# What needs to be done
Every entry is to be printed again precisely as given.
▶
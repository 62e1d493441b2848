//! Cubic Bézier flattening.

use crate::error::{Error, Result};
use crate::geometry::{CubicBezier, Position};

use super::line::line;
use super::Rasterize;

/// Evaluate the cubic Bézier at parameter `t` and floor to the grid.
fn sample(t: f64, p: [Position; 4]) -> Position {
    let u = 1.0 - t;
    let weights = [u * u * u, 3.0 * u * u * t, 3.0 * u * t * t, t * t * t];

    let (x, y) = p.iter().zip(weights).fold((0.0, 0.0), |(x, y), (p, b)| {
        (x + b * f64::from(p.x), y + b * f64::from(p.y))
    });
    Position::new(x.floor() as i32, y.floor() as i32)
}

/// The `resolution + 1` curve samples at `t = i / resolution`.
fn samples(resolution: u32, points: [Position; 4]) -> Vec<Position> {
    let n = f64::from(resolution);
    (0..=resolution).map(|i| sample(f64::from(i) / n, points)).collect()
}

/// Flatten a cubic Bézier curve into grid cells.
///
/// The curve is sampled at `resolution + 1` evenly spaced parameter values
/// (so `resolution` is the number of straight segments), each sample is
/// floored to the grid, and consecutive samples are joined with [`line`].
/// The segments are concatenated in order; the cell shared by two adjacent
/// segments appears twice. With `resolution == 1` the result is exactly
/// `line(p0, p3)`.
///
/// # Errors
///
/// Returns [`Error::InvalidResolution`] if `resolution` is zero.
pub fn bezier(
    resolution: u32,
    p0: Position,
    p1: Position,
    p2: Position,
    p3: Position,
) -> Result<Vec<Position>> {
    if resolution == 0 {
        log::debug!("rejecting bezier with zero resolution");
        return Err(Error::InvalidResolution { resolution });
    }

    let knots = samples(resolution, [p0, p1, p2, p3]);
    let points: Vec<Position> = knots
        .windows(2)
        .flat_map(|pair| line(pair[0], pair[1]))
        .collect();

    log::trace!(
        "bezier {} {} {} {} x{}: {} cells",
        p0,
        p1,
        p2,
        p3,
        resolution,
        points.len()
    );
    Ok(points)
}

impl Rasterize for CubicBezier {
    fn rasterize(&self) -> Result<Vec<Position>> {
        let [p0, p1, p2, p3] = self.points;
        bezier(self.resolution, p0, p1, p2, p3)
    }
}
◀
# Solution for this exercise
repository 62e1d493441b2848
//! Cubic Bézier flattening.

use crate::error::{Error, Result};
use crate::geometry::{CubicBezier, Position};

use super::line::line;
use super::Rasterize;

/// Evaluate the cubic Bézier at parameter `t` and floor to the grid.
fn sample(t: f64, p: [Position; 4]) -> Position {
    let u = 1.0 - t;
    let weights = [u * u * u, 3.0 * u * u * t, 3.0 * u * t * t, t * t * t];

    let (x, y) = p.iter().zip(weights).fold((0.0, 0.0), |(x, y), (p, b)| {
        (x + b * f64::from(p.x), y + b * f64::from(p.y))
    });
    Position::new(x.floor() as i32, y.floor() as i32)
}

/// The `resolution + 1` curve samples at `t = i / resolution`.
fn samples(resolution: u32, points: [Position; 4]) -> Vec<Position> {
    let n = f64::from(resolution);
    (0..=resolution).map(|i| sample(f64::from(i) / n, points)).collect()
}

/// Flatten a cubic Bézier curve into grid cells.
///
/// The curve is sampled at `resolution + 1` evenly spaced parameter values
/// (so `resolution` is the number of straight segments), each sample is
/// floored to the grid, and consecutive samples are joined with [`line`].
/// The segments are concatenated in order; the cell shared by two adjacent
/// segments appears twice. With `resolution == 1` the result is exactly
/// `line(p0, p3)`.
///
/// # Errors
///
/// Returns [`Error::InvalidResolution`] if `resolution` is zero.
pub fn bezier(
    resolution: u32,
    p0: Position,
    p1: Position,
    p2: Position,
    p3: Position,
) -> Result<Vec<Position>> {
    if resolution == 0 {
        log::debug!("rejecting bezier with zero resolution");
        return Err(Error::InvalidResolution { resolution });
    }

    let knots = samples(resolution, [p0, p1, p2, p3]);
    let points: Vec<Position> = knots
        .windows(2)
        .flat_map(|pair| line(pair[0], pair[1]))
        .collect();

    log::trace!(
        "bezier {} {} {} {} x{}: {} cells",
        p0,
        p1,
        p2,
        p3,
        resolution,
        points.len()
    );
    Ok(points)
}

impl Rasterize for CubicBezier {
    fn rasterize(&self) -> Result<Vec<Position>> {
        let [p0, p1, p2, p3] = self.points;
        bezier(self.resolution, p0, p1, p2, p3)
    }
}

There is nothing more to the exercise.